Try it: Lines with "Clone": copy each one from the listing below.

:: Material to process

//! Per-platform tuning profiles.
//!
//! All values here are empirical calibration per device class, kept
//! as configuration data. Desktop blends the camera signal with
//! pointer position; mobile leans on device orientation and a
//! smaller grid to stay inside the frame budget on low-power devices.

use serde::{Deserialize, Serialize};

/// Platform class the engine is tuned for.
#[derive(Debug, Clone, Copy, PartialEq, Eq, Serialize, Deserialize)]
#[serde(rename_all = "lowercase")]
pub enum Platform {
    /// Wide viewport, pointer available.
    Desktop,
    /// Narrow viewport and/or mobile user agent; orientation available.
    Mobile,
}

/// User-agent substrings that indicate a mobile device.
const MOBILE_UA_TOKENS: &[&str] = &["Mobi", "Android", "iPhone", "iPad"];

/// Viewport width below which a device is treated as mobile.
const MOBILE_VIEWPORT_WIDTH: u32 = 820;

impl Platform {
    /// Classifies a platform from viewport width and user-agent signals.
    pub fn detect(viewport_width: u32, user_agent: &str) -> Self {
        let mobile_ua = MOBILE_UA_TOKENS.iter().any(|t| user_agent.contains(t));
        if viewport_width < MOBILE_VIEWPORT_WIDTH || mobile_ua {
            Platform::Mobile
        } else {
            Platform::Desktop
        }
    }

    /// Returns the built-in tuning profile for this platform.
    pub fn profile(self) -> MotionProfile {
        match self {
            Platform::Desktop => MotionProfile::desktop(),
            Platform::Mobile => MotionProfile::mobile(),
        }
    }
}

/// Tuning profile for one platform class.
///
/// Selected once at engine construction; every field can be
/// overridden from the config file.
#[derive(Debug, Clone, Serialize, Deserialize)]
pub struct MotionProfile {
    /// Analysis grid side length.
    pub size: usize,
    /// Scale from filtered flow velocity to integrator input.
    pub sensitivity: f64,
    /// Filtered values below this magnitude are forced to zero.
    pub dead_zone: f64,
    /// Per-tick integrator decay toward center (slightly below 1).
    pub decay: f64,
    /// Weight of the camera signal entering the integrator.
    pub input_mix: f64,
    /// Exponential smoothing alpha for the raw flow stage.
    pub raw_smooth: f64,
    /// One-Euro speed coefficient.
    pub beta: f64,
    /// One-Euro minimum cutoff frequency in Hz.
    pub min_cutoff: f64,
    /// Restrict the camera contribution to the X axis; the Y axis is
    /// substituted from pointer (desktop) or tilt (mobile).
    pub x_only: bool,
    /// Blend pointer position into the output.
    pub mix_mouse: bool,
    /// Pointer weight in the desktop blend (sums to 1.0 with camera).
    pub mouse_weight: f64,
    /// Camera weight in the desktop blend.
    pub camera_weight: f64,
}

impl MotionProfile {
    /// Desktop calibration: pointer-dominant blend, fine dead zone.
    pub fn desktop() -> Self {
        Self {
            size: 32,
            sensitivity: 8.0,
            dead_zone: 0.002,
            decay: 0.95,
            input_mix: 1.0,
            raw_smooth: 0.3,
            beta: 0.04,
            min_cutoff: 1.0,
            x_only: true,
            mix_mouse: true,
            mouse_weight: 0.7,
            camera_weight: 0.3,
        }
    }

    /// Mobile calibration: smaller grid, orientation folded into the
    /// camera channel, heavier damping.
    pub fn mobile() -> Self {
        Self {
            size: 24,
            sensitivity: 10.0,
            dead_zone: 0.004,
            decay: 0.92,
            input_mix: 1.0,
            raw_smooth: 0.4,
            beta: 0.06,
            min_cutoff: 0.8,
            x_only: true,
            mix_mouse: false,
            mouse_weight: 0.0,
            camera_weight: 1.0,
        }
    }
}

::::

Answer to this exercise:
#[derive(Debug, Clone, Copy, PartialEq, Eq, Serialize, Deserialize)]
#[derive(Debug, Clone, Serialize, Deserialize)]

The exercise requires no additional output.